Для пущего впечатления Изыскатель предпочитал осматривать городские окраины; там люди жили скученно, местный пейзаж подавлял своей убогостью, а воздух спирал дыхание.
Они зашли в громоздкое здание, одно из многих, откуда валил дым, столь неприятно поразивший Йоханнеса в день его появления в городе. Внутри было так шумно, хоть уши затыкай! Все вокруг грохотало, трещало, стучало и гудело; бешено вращались гигантские колеса, скрежетали лебедки, обшарпанные стены, пол были чернее черного, а закоптелые окна потрескались. Необъятные трубы снаружи тянулись в небо, извергая извилистые столбы дыма. В этом чадном царстве станков и механизмов молча и безостановочно трудились люди с бескровными лицами и перепачканными руками.
– Кто это? – спросил Йоханнес.
– Винтики, – засмеялся Изыскатель. – Или люди, если угодно. И эту свою работу они делают изо дня в день. Это тоже своеобразный способ быть человеком.
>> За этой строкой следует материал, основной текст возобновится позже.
#![forbid(unsafe_code)]

//! Structural and lexical validation of model responses. A rejected
//! response is discarded by the retry engine and counted as a failed
//! attempt, so every check here must be cheap and deterministic.

use crate::book::{ResponseContent, Role, TaskRecord, TranslationPair};
use crate::width::normalize_ws;
use regex::Regex;
use serde_json::Value;
use std::sync::OnceLock;

/// Maximum normalized Levenshtein distance over mean length between the
/// joined response sources and the task source.
pub const MAX_DIFF_RATIO: f64 = 0.10;

const HEAD_CHARS: usize = 8;
const TAIL_CHARS: usize = 4;

#[derive(Clone, Debug, PartialEq)]
pub enum ContentError {
    AffixMismatch,
    ExcessiveDiff { ratio: f64 },
    MarkMismatch { expected: String, actual: String },
    SeparatorMismatch,
    EmptyTarget { source: String },
}

impl std::fmt::Display for ContentError {
    fn fmt(&self, f: &mut std::fmt::Formatter<'_>) -> std::fmt::Result {
        match self {
            Self::AffixMismatch => write!(f, "leading or trailing characters differ"),
            Self::ExcessiveDiff { ratio } => write!(f, "too much diff: {ratio:.2}"),
            Self::MarkMismatch { expected, actual } => {
                write!(f, "different marks: {expected} vs {actual}")
            }
            Self::SeparatorMismatch => write!(f, "different cell separators"),
            Self::EmptyTarget { source } => write!(f, "too short target for: {source}"),
        }
    }
}

impl std::error::Error for ContentError {}

fn quotation_mark_re() -> &'static Regex {
    static RE: OnceLock<Regex> = OnceLock::new();
    RE.get_or_init(|| Regex::new(r"\p{Quotation_Mark}").expect("static mark pattern"))
}

fn word_pair_re() -> &'static Regex {
    static RE: OnceLock<Regex> = OnceLock::new();
    RE.get_or_init(|| Regex::new(r"[A-Za-z]{2,} +[A-Za-z]{3,}").expect("static word pattern"))
}

fn normalize_text(text: &str) -> String {
    normalize_ws(text).to_lowercase()
}

fn extract_marks(text: &str) -> String {
    quotation_mark_re()
        .find_iter(text)
        .map(|m| m.as_str())
        .collect()
}

fn extract_verticals(text: &str) -> String {
    text.chars().filter(|c| *c == '|').collect()
}

fn affix_matches(orig: &str, proc: &str) -> bool {
    let orig: Vec<char> = orig.chars().filter(|c| !c.is_whitespace()).collect();
    let proc: Vec<char> = proc.chars().filter(|c| !c.is_whitespace()).collect();
    let head = HEAD_CHARS.min(orig.len()).min(proc.len());
    if orig[..head] != proc[..head] {
        return false;
    }
    let tail = TAIL_CHARS.min(orig.len()).min(proc.len());
    orig[orig.len() - tail..] == proc[proc.len() - tail..]
}

/// Normalized Levenshtein distance over mean character length.
pub fn diff_ratio(orig: &str, proc: &str) -> f64 {
    let distance = strsim::levenshtein(orig, proc) as f64;
    let orig_len = orig.chars().count() as f64;
    let proc_len = proc.chars().count() as f64;
    let mean = ((orig_len + proc_len) / 2.0).max(1.0);
    distance / mean
}

/// Translation-content validation: the joined `source` fields must stay
/// faithful to the task source text.
pub fn validate_content(
    role: Role,
    source_text: &str,
    pairs: &[TranslationPair],
) -> Result<(), ContentError> {
    let joint = pairs
        .iter()
        .map(|p| p.source.as_str())
        .collect::<Vec<_>>()
        .join(" ");
    if !affix_matches(source_text, &joint) {
        return Err(ContentError::AffixMismatch);
    }
    let ratio = diff_ratio(&normalize_text(source_text), &normalize_text(&joint));
    if ratio > MAX_DIFF_RATIO {
        return Err(ContentError::ExcessiveDiff { ratio });
    }
    let mark_orig = extract_marks(source_text);
    let mark_proc = extract_marks(&joint);
    if mark_orig != mark_proc {
        return Err(ContentError::MarkMismatch {
            expected: mark_orig,
            actual: mark_proc,
        });
    }
    if role == Role::Table && extract_verticals(source_text) != extract_verticals(&joint) {
        return Err(ContentError::SeparatorMismatch);
    }
    for pair in pairs {
        if word_pair_re().is_match(&pair.source) && pair.target.is_empty() {
            return Err(ContentError::EmptyTarget {
                source: pair.source.clone(),
            });
        }
    }
    Ok(())
}

/// Whole-store validation before the rebuilder runs. Missing responses
/// and non-translated roles are skipped.
pub fn validate_tasks(tasks: &[TaskRecord]) -> bool {
    for task in tasks {
        if !task.role.is_translated() {
            continue;
        }
        let Some(response) = &task.response else {
            continue;
        };
        let ResponseContent::Pairs(pairs) = &response.content else {
            log::warn!("invalid task content: index={}: not a pair list", task.index);
            return false;
        };
        if let Err(e) = validate_content(task.role, &task.source_text, pairs) {
            log::warn!("invalid task content: index={}: {e}", task.index);
            return false;
        }
    }
    true
}

/// Whole-store validation for the analysis pipeline. Missing responses
/// are skipped.
pub fn validate_analysis_tasks(tasks: &[crate::book::AnalysisRecord]) -> bool {
    for task in tasks {
        let Some(response) = &task.response else {
            continue;
        };
        if let Err(e) = validate_analysis_content(&response.content, &task.request) {
            log::warn!("invalid task data: index={}: {e}", task.index);
            return false;
        }
    }
    true
}

#[derive(Clone, Debug, PartialEq)]
pub enum AnalysisError {
    NotAList,
    NotAnObject,
    WrongFormat { expected: &'static str },
    MissingText,
    MissingPattern,
    MissingElements,
    BadElementType,
    BadElementText,
    WrongLength { expected: usize, actual: usize },
    InconsistentText { expected: String, actual: String },
    ExcessiveDiff { expected: String, actual: String },
    DuplicatedSplit { text: String },
}

impl std::fmt::Display for AnalysisError {
    fn fmt(&self, f: &mut std::fmt::Formatter<'_>) -> std::fmt::Result {
        match self {
            Self::NotAList => write!(f, "not a list"),
            Self::NotAnObject => write!(f, "not an object"),
            Self::WrongFormat { expected } => write!(f, "not a {expected} format"),
            Self::MissingText => write!(f, "no text"),
            Self::MissingPattern => write!(f, "no pattern"),
            Self::MissingElements => write!(f, "no elements list"),
            Self::BadElementType => write!(f, "invalid element type"),
            Self::BadElementText => write!(f, "invalid element text"),
            Self::WrongLength { expected, actual } => {
                write!(f, "invalid size of the output list: {actual} for {expected}")
            }
            Self::InconsistentText { expected, actual } => {
                write!(f, "inconsistent text: {expected} vs {actual}")
            }
            Self::ExcessiveDiff { expected, actual } => {
                write!(f, "too much diff: {expected} vs {actual}")
            }
            Self::DuplicatedSplit { text } => write!(f, "duplicated texts: {text}"),
        }
    }
}

impl std::error::Error for AnalysisError {}

fn non_empty_str(value: Option<&Value>) -> Option<&str> {
    value.and_then(Value::as_str).filter(|s| !s.is_empty())
}

fn check_sentence(sentence: &Value, format: &'static str) -> Result<(), AnalysisError> {
    let Some(obj) = sentence.as_object() else {
        return Err(AnalysisError::NotAnObject);
    };
    if obj.get("format").and_then(Value::as_str) != Some(format) {
        return Err(AnalysisError::WrongFormat { expected: format });
    }
    if non_empty_str(obj.get("text")).is_none() {
        return Err(AnalysisError::MissingText);
    }
    if non_empty_str(obj.get("pattern")).is_none() {
        return Err(AnalysisError::MissingPattern);
    }
    let Some(elements) = obj.get("elements").and_then(Value::as_array) else {
        return Err(AnalysisError::MissingElements);
    };
    for element in elements {
        if element.get("type").and_then(Value::as_str).is_none() {
            return Err(AnalysisError::BadElementType);
        }
        if element.get("text").and_then(Value::as_str).is_none() {
            return Err(AnalysisError::BadElementText);
        }
    }
    for subclause in obj
        .get("subclauses")
        .and_then(Value::as_array)
        .map(Vec::as_slice)
        .unwrap_or(&[])
    {
        check_sentence(subclause, "clause")?;
    }
    for subsentence in obj
        .get("subsentences")
        .and_then(Value::as_array)
        .map(Vec::as_slice)
        .unwrap_or(&[])
    {
        check_sentence(subsentence, "sentence")?;
    }
    Ok(())
}

/// Structural check for one source text's sentence list.
pub fn validate_sentence_content(content: &Value) -> Result<(), AnalysisError> {
    let Some(sentences) = content.as_array() else {
        return Err(AnalysisError::NotAList);
    };
    for sentence in sentences {
        check_sentence(sentence, "sentence")?;
    }
    Ok(())
}

fn chars_prefix(text: &str, len: usize) -> String {
    text.chars().take(len).collect()
}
Они бродили по загаженным улочкам, где едва просматривалось небо – размером с палец – сквозь густо развешанное для просушки белье. Узкие улочки были запружены людьми. Мужчины и женщины, толкаясь, теснили друг друга, кто-то кричал, кто-то смеялся и пел. В темных клетушках, где целыми семьями ютились люди, было не продохнуть. По голому полу ползали дети-оборвыши, а неопрятные молодые мамаши убаюкивали своих худосочных младенцев. Грубая брань, детский визг, изможденные, равнодушные, бессмысленные лица – все это действовало угнетающе.
Йоханнеса вдруг пронзило чувство горечи. Оно не имело ничего общего с его личным горем, которого он сейчас устыдился.
– Изыскатель, – спросил мальчик, – неужели люди живут здесь так испокон веку? В горестях, лишениях и непролазной нищете. В то время как я…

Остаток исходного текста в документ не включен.